Datatypes translation between Oracle and SQL Server part 1: character, binary strings

Datatypes translation is one of the most important things you need to consider when migrate your application from one database to the other. This is an article in the series that we talking about translate SQL query among different databases.

This article will focused on conversion of those datatypes: character, binary strings between Oracle and SQL Server. We will talk about conversion of other datatypes such as nunber, float, date and etc in other articles later.

When you convert character datatypes from Oracle to SQL Server or vice verse, you not only need to find corresponding datatype name but also need to find out how string was stored in database. Is this string stored in character or byte? and you must be aware of the maximum length of datatype in source and target databases.

In SQL Server, char [ ( n ) ] is fixed-length, non-Unicode character data with a length of n bytes. n must be a value from 1 through 8,000. You can easily find corresponding datatype name “char” in Oracle, but char in oracle with a maximum length of 2000 bytes. So you can’t migrate char(2048) in your SQL Server script to Oracle without any changes, you should use clob instead if n > 2000.

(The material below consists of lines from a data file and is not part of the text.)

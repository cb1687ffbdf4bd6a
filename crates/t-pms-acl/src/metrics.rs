//! ---
//! pms_section: "02-access-control"
//! pms_subsection: "module"
//! pms_type: "source"
//! pms_scope: "code"
//! pms_description: "Membership model, ACL services, and permission gate."
//! pms_version: "v0.0.0-prealpha"
//! pms_owner: "tbd"
//! ---
use prometheus::{IntCounter, Registry};
use std::sync::Arc;

/// ACL counters exported via Prometheus.
#[derive(Clone)]
pub struct AclMetrics {
    registry: Arc<Registry>,
    permission_checks_total: IntCounter,
    permission_denials_total: IntCounter,
    membership_mutations_total: IntCounter,
    invariant_rejections_total: IntCounter,
}

impl AclMetrics {
    /// Register the ACL counters with the provided registry.
    pub fn new(registry: Arc<Registry>) -> anyhow::Result<Self> {
        let permission_checks_total = IntCounter::new(
            "acl_permission_checks_total",
            "Permission and access checks evaluated",
        )?;
        let permission_denials_total = IntCounter::new(
            "acl_permission_denials_total",
            "Checks denied (missing membership or insufficient role)",
        )?;
        let membership_mutations_total = IntCounter::new(
            "acl_membership_mutations_total",
            "Successful membership mutations",
        )?;
        let invariant_rejections_total = IntCounter::new(
            "acl_invariant_rejections_total",
            "Mutations rejected by the last-owner invariant",
        )?;

        registry.register(Box::new(permission_checks_total.clone()))?;
        registry.register(Box::new(permission_denials_total.clone()))?;
        registry.register(Box::new(membership_mutations_total.clone()))?;
        registry.register(Box::new(invariant_rejections_total.clone()))?;

        Ok(Self {
            registry,
            permission_checks_total,
            permission_denials_total,
            membership_mutations_total,
            invariant_rejections_total,
        })
    }

    /// Access the underlying registry.
    pub fn registry(&self) -> Arc<Registry> {
        self.registry.clone()
    }

    /// Record an evaluated check.
    pub fn inc_check(&self) {
        self.permission_checks_total.inc();
    }

    /// Record a denied check.
    pub fn inc_denial(&self) {
        self.permission_denials_total.inc();
    }

    /// Record a successful membership mutation.
    pub fn inc_mutation(&self) {
        self.membership_mutations_total.inc();
    }

    /// Record a mutation rejected by the last-owner invariant.
    pub fn inc_invariant_rejection(&self) {
        self.invariant_rejections_total.inc();
    }
}
//! ---
//! pms_section: "03-testing-qa"
//! pms_subsection: "integration-tests"
//! pms_type: "source"
//! pms_scope: "code"
//! pms_description: "Integration and validation tests for the T-PMS ACL core."
//! pms_version: "v0.0.0-prealpha"
//! pms_owner: "tbd"
//! ---
use std::fs;
use std::sync::Arc;

use prometheus::Registry;
use t_pms_acl::{
    policy, AclError, AclMetrics, AuditLog, MembershipStore, MemoryStore, NewUser, NewWorkspace,
    PermissionGate, GlobalRole, Role,
};
use t_pms_common::AppConfig;
use tempfile::tempdir;

fn counter_value(registry: &Registry, name: &str) -> f64 {
    registry
        .gather()
        .into_iter()
        .find(|family| family.get_name() == name)
        .map(|family| family.get_metric()[0].get_counter().get_value())
        .unwrap_or_default()
}

#[test]
fn counters_audit_and_config_through_a_real_flow() {
    let dir = tempdir().unwrap();
    let yaml = format!(
        "audit:\n  directory: {}\nmetrics:\n  enabled: true\n",
        dir.path().join("audit").display()
    );
    let config = AppConfig::from_yaml_str(&yaml).unwrap();
    assert!(config.metrics.enabled);

    let registry = Arc::new(Registry::new());
    let metrics = AclMetrics::new(registry.clone()).unwrap();
    let audit = AuditLog::open(config.audit.directory.join("membership.audit"))
        .unwrap()
        .into_shared();

    let store = Arc::new(MemoryStore::new());
    let gate =
        PermissionGate::with_observability(store.clone(), metrics, Some(audit.clone()));

    let alice = store
        .insert_user(NewUser {
            email: "alice@acme.io".into(),
            display_name: "alice".into(),
            global_role: GlobalRole::User,
        })
        .unwrap()
        .id;
    store
        .insert_user(NewUser {
            email: "bob@acme.io".into(),
            display_name: "bob".into(),
            global_role: GlobalRole::User,
        })
        .unwrap();

    let workspace = gate
        .workspaces()
        .create_workspace(
            NewWorkspace {
                name: "acme".into(),
                description: String::new(),
            },
            &alice,
        )
        .unwrap();
    let bob = gate
        .workspaces()
        .invite_user(&workspace.id, &alice, "bob@acme.io", Some(Role::Viewer))
        .unwrap();

    // A denied check and an invariant rejection, both counted.
    assert!(matches!(
        gate.workspace_permission(&bob.user_id, &workspace.id, policy::MANAGE_MEMBERS),
        Err(AclError::Forbidden)
    ));
    assert!(matches!(
        gate.workspaces()
            .update_member_role(&workspace.id, &alice, &alice, Role::Member),
        Err(AclError::InvariantViolation(_))
    ));

    assert!(counter_value(&registry, "acl_permission_checks_total") >= 3.0);
    assert_eq!(counter_value(&registry, "acl_permission_denials_total"), 1.0);
    assert_eq!(
        counter_value(&registry, "acl_membership_mutations_total"),
        2.0
    );
    assert_eq!(
        counter_value(&registry, "acl_invariant_rejections_total"),
        1.0
    );

    // Both successful mutations landed in a verifiable audit chain.
    assert!(audit.lock().verify().unwrap());
    let raw = fs::read_to_string(config.audit.directory.join("membership.audit")).unwrap();
    let actions: Vec<String> = raw
        .lines()
        .filter(|line| !line.trim().is_empty())
        .map(|line| {
            serde_json::from_str::<serde_json::Value>(line).unwrap()["action"]
                .as_str()
                .unwrap()
                .to_owned()
        })
        .collect();
    assert_eq!(
        actions,
        vec!["workspace.create".to_owned(), "workspace.member.invite".to_owned()]
    );
}

#[test]
fn tracing_bootstrap_honours_config() {
    let dir = tempdir().unwrap();
    let yaml = format!(
        "logging:\n  directory: {}\n  format: pretty\n",
        dir.path().join("logs").display()
    );
    let config = AppConfig::from_yaml_str(&yaml).unwrap();
    t_pms_common::init_tracing("acl-tests", &config.logging).unwrap();
    tracing::info!("bootstrap check");
    assert!(config.logging.directory.exists());
}
//! ---
//! pms_section: "02-access-control"
//! pms_subsection: "module"
//! pms_type: "source"
//! pms_scope: "code"
//! pms_description: "Membership model, ACL services, and permission gate."
//! pms_version: "v0.0.0-prealpha"
//! pms_owner: "tbd"
//! ---
use std::sync::Arc;

use tracing::{debug, warn};

use crate::audit::SharedAuditLog;
use crate::metrics::AclMetrics;
use crate::model::{NewProject, Project, ProjectAccess, ProjectId, ProjectMember};
use crate::role::{policy, Role};
use crate::store::{MembershipStore, StoreError};
use crate::{AclError, Result};

/// Membership lifecycle and invariant enforcement at project scope.
///
/// Also the authoritative source for project visibility: every
/// project-scoped read path (task, timesheet, comment, attachment listings)
/// scopes its queries through [`ProjectAcl::get_user_projects`] or
/// [`ProjectAcl::accessible_project_ids`] rather than reading by foreign
/// key directly.
#[derive(Clone)]
pub struct ProjectAcl {
    store: Arc<dyn MembershipStore>,
    metrics: Option<AclMetrics>,
    audit: Option<SharedAuditLog>,
}

impl ProjectAcl {
    /// Create a service over the given store.
    pub fn new(store: Arc<dyn MembershipStore>) -> Self {
        Self {
            store,
            metrics: None,
            audit: None,
        }
    }

    /// Attach Prometheus counters.
    #[must_use]
    pub fn with_metrics(mut self, metrics: AclMetrics) -> Self {
        self.metrics = Some(metrics);
        self
    }

    /// Attach a shared membership audit log.
    #[must_use]
    pub fn with_audit(mut self, audit: SharedAuditLog) -> Self {
        self.audit = Some(audit);
        self
    }

    /// Create a project in a workspace the creator has access to. The
    /// creator becomes first Owner; the two writes are atomic from the
    /// caller's perspective, so no reader observes a project with zero
    /// members.
    pub fn create_project(&self, attrs: NewProject, creator_id: &str) -> Result<Project> {
        if self
            .store
            .workspace_member(&attrs.workspace_id, creator_id)?
            .is_none()
        {
            return Err(AclError::NotAMember("workspace"));
        }
        let (project, _member) = match self.store.create_project_with_owner(attrs, creator_id) {
            Ok(created) => created,
            Err(StoreError::UnknownWorkspace) => return Err(AclError::NotFound("workspace")),
            Err(StoreError::UnknownUser) => return Err(AclError::NotFound("user")),
            Err(err) => return Err(err.into()),
        };
        self.record(
            creator_id,
            "project.create",
            serde_json::json!({"project": project.id, "workspace": project.workspace_id}),
        );
        debug!(project = %project.id, workspace = %project.workspace_id, creator = %creator_id, "project created");
        Ok(project)
    }

    /// Invite a user by email. Requires the inviter to hold Owner or Admin.
    /// `role` defaults to [`Role::Member`].
    pub fn invite_user(
        &self,
        project_id: &str,
        inviter_id: &str,
        email: &str,
        role: Option<Role>,
    ) -> Result<ProjectMember> {
        self.check_permission(project_id, inviter_id, policy::MANAGE_MEMBERS)?;
        let user = self
            .store
            .user_by_email(email)?
            .ok_or(AclError::NotFound("user"))?;
        let role = role.unwrap_or(Role::Member);
        let member = match self.store.insert_project_member(project_id, &user.id, role) {
            Ok(member) => member,
            Err(StoreError::DuplicateMember) => return Err(AclError::Conflict),
            Err(StoreError::UnknownProject) => return Err(AclError::NotFound("project")),
            Err(StoreError::UnknownUser) => return Err(AclError::NotFound("user")),
            Err(err) => return Err(err.into()),
        };
        self.record(
            inviter_id,
            "project.member.invite",
            serde_json::json!({"project": project_id, "target": user.id, "role": role}),
        );
        debug!(project = %project_id, inviter = %inviter_id, target = %member.user_id, role = %role, "member invited");
        Ok(member)
    }

    /// Change a member's role. Requires Owner or Admin; demoting the sole
    /// Owner is rejected atomically by the store guard.
    pub fn update_member_role(
        &self,
        project_id: &str,
        actor_id: &str,
        target_id: &str,
        new_role: Role,
    ) -> Result<ProjectMember> {
        self.check_permission(project_id, actor_id, policy::MANAGE_MEMBERS)?;
        let member =
            match self
                .store
                .update_project_member_role_guarded(project_id, target_id, new_role)
            {
                Ok(member) => member,
                Err(StoreError::LastOwner) => {
                    if let Some(metrics) = &self.metrics {
                        metrics.inc_invariant_rejection();
                    }
                    warn!(project = %project_id, target = %target_id, "role change rejected: last owner");
                    return Err(AclError::InvariantViolation(
                        "cannot change the role of the last owner",
                    ));
                }
                Err(StoreError::UnknownMember) => return Err(AclError::NotFound("membership")),
                Err(err) => return Err(err.into()),
            };
        self.record(
            actor_id,
            "project.member.update_role",
            serde_json::json!({"project": project_id, "target": target_id, "role": new_role}),
        );
        debug!(project = %project_id, actor = %actor_id, target = %target_id, role = %new_role, "member role updated");
        Ok(member)
    }

    /// Remove a member. Self-removal is always permitted; removing another
    /// user requires Owner or Admin. Removing the sole Owner is rejected.
    pub fn remove_member(&self, project_id: &str, actor_id: &str, target_id: &str) -> Result<()> {
        if actor_id != target_id {
            self.check_permission(project_id, actor_id, policy::MANAGE_MEMBERS)?;
        }
        match self.store.remove_project_member_guarded(project_id, target_id) {
            Ok(()) => {}
            Err(StoreError::LastOwner) => {
                if let Some(metrics) = &self.metrics {
                    metrics.inc_invariant_rejection();
                }
                warn!(project = %project_id, target = %target_id, "removal rejected: last owner");
                return Err(AclError::InvariantViolation("cannot remove the last owner"));
            }
            Err(StoreError::UnknownMember) => return Err(AclError::NotFound("membership")),
            Err(err) => return Err(err.into()),
        }
        self.record(
            actor_id,
            "project.member.remove",
            serde_json::json!({"project": project_id, "target": target_id}),
        );
        debug!(project = %project_id, actor = %actor_id, target = %target_id, "member removed");
        Ok(())
    }

    /// Delete the project itself. Owner only; cascades memberships.
    pub fn delete_project(&self, project_id: &str, actor_id: &str) -> Result<()> {
        self.check_permission(project_id, actor_id, policy::DELETE_RESOURCE)?;
        match self.store.delete_project(project_id) {
            Ok(()) => {}
            Err(StoreError::UnknownProject) => return Err(AclError::NotFound("project")),
            Err(err) => return Err(err.into()),
        }
        self.record(
            actor_id,
            "project.delete",
            serde_json::json!({"project": project_id}),
        );
        debug!(project = %project_id, actor = %actor_id, "project deleted");
        Ok(())
    }

    /// Gate and fetch in one query: fails with [`AclError::NotAMember`] when
    /// no membership row exists and [`AclError::Forbidden`] when the role is
    /// outside the allow-list; otherwise returns the membership.
    pub fn check_permission(
        &self,
        project_id: &str,
        user_id: &str,
        allowed_roles: &[Role],
    ) -> Result<ProjectMember> {
        if let Some(metrics) = &self.metrics {
            metrics.inc_check();
        }
        let Some(member) = self.store.project_member(project_id, user_id)? else {
            if let Some(metrics) = &self.metrics {
                metrics.inc_denial();
            }
            return Err(AclError::NotAMember("project"));
        };
        if !allowed_roles.contains(&member.role) {
            if let Some(metrics) = &self.metrics {
                metrics.inc_denial();
            }
            return Err(AclError::Forbidden);
        }
        Ok(member)
    }

    /// True iff a membership row exists, regardless of role.
    pub fn check_access(&self, user_id: &str, project_id: &str) -> Result<bool> {
        if let Some(metrics) = &self.metrics {
            metrics.inc_check();
        }
        Ok(self.store.project_member(project_id, user_id)?.is_some())
    }

    /// List the project's members.
    pub fn members(&self, project_id: &str) -> Result<Vec<ProjectMember>> {
        match self.store.project_members(project_id) {
            Ok(members) => Ok(members),
            Err(StoreError::UnknownProject) => Err(AclError::NotFound("project")),
            Err(err) => Err(err.into()),
        }
    }

    /// Memberships of a user with the project rows attached. Every
    /// project-scoped list query derives its visible set from this.
    pub fn get_user_projects(&self, user_id: &str) -> Result<Vec<ProjectAccess>> {
        Ok(self.store.project_memberships_for_user(user_id)?)
    }

    /// The visible project ids, for `IN (...)` filters on scoped queries.
    pub fn accessible_project_ids(&self, user_id: &str) -> Result<Vec<ProjectId>> {
        Ok(self
            .get_user_projects(user_id)?
            .into_iter()
            .map(|access| access.project.id)
            .collect())
    }

    fn record(&self, actor: &str, action: &str, metadata: serde_json::Value) {
        if let Some(metrics) = &self.metrics {
            metrics.inc_mutation();
        }
        if let Some(audit) = &self.audit {
            if let Err(err) = audit.lock().append(actor, action, metadata) {
                warn!(action = %action, error = %err, "failed appending audit entry");
            }
        }
    }
}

In Oracle database, char[(size)] can be also be used in fixed-length character data of length size in characters. When you use char qualifier, for example char(10 char), then you supply the column length in characters. A character is technically a code point of the database character set. Its size can range from 1 byte to 4 bytes, depending on the database character set. When translate this datatype to SQL Server, target datatype can be char(10) or char(40) depends on the database character set in source database(Oracle).

Detailed information about Oracle datatypes and SQL Server datatypes: including datatype name, description and what’s the corresponding datatype in other databases.

Below are summary tables show how Character and binary string datatypes translated from Oracle to SQL Server and vice verse.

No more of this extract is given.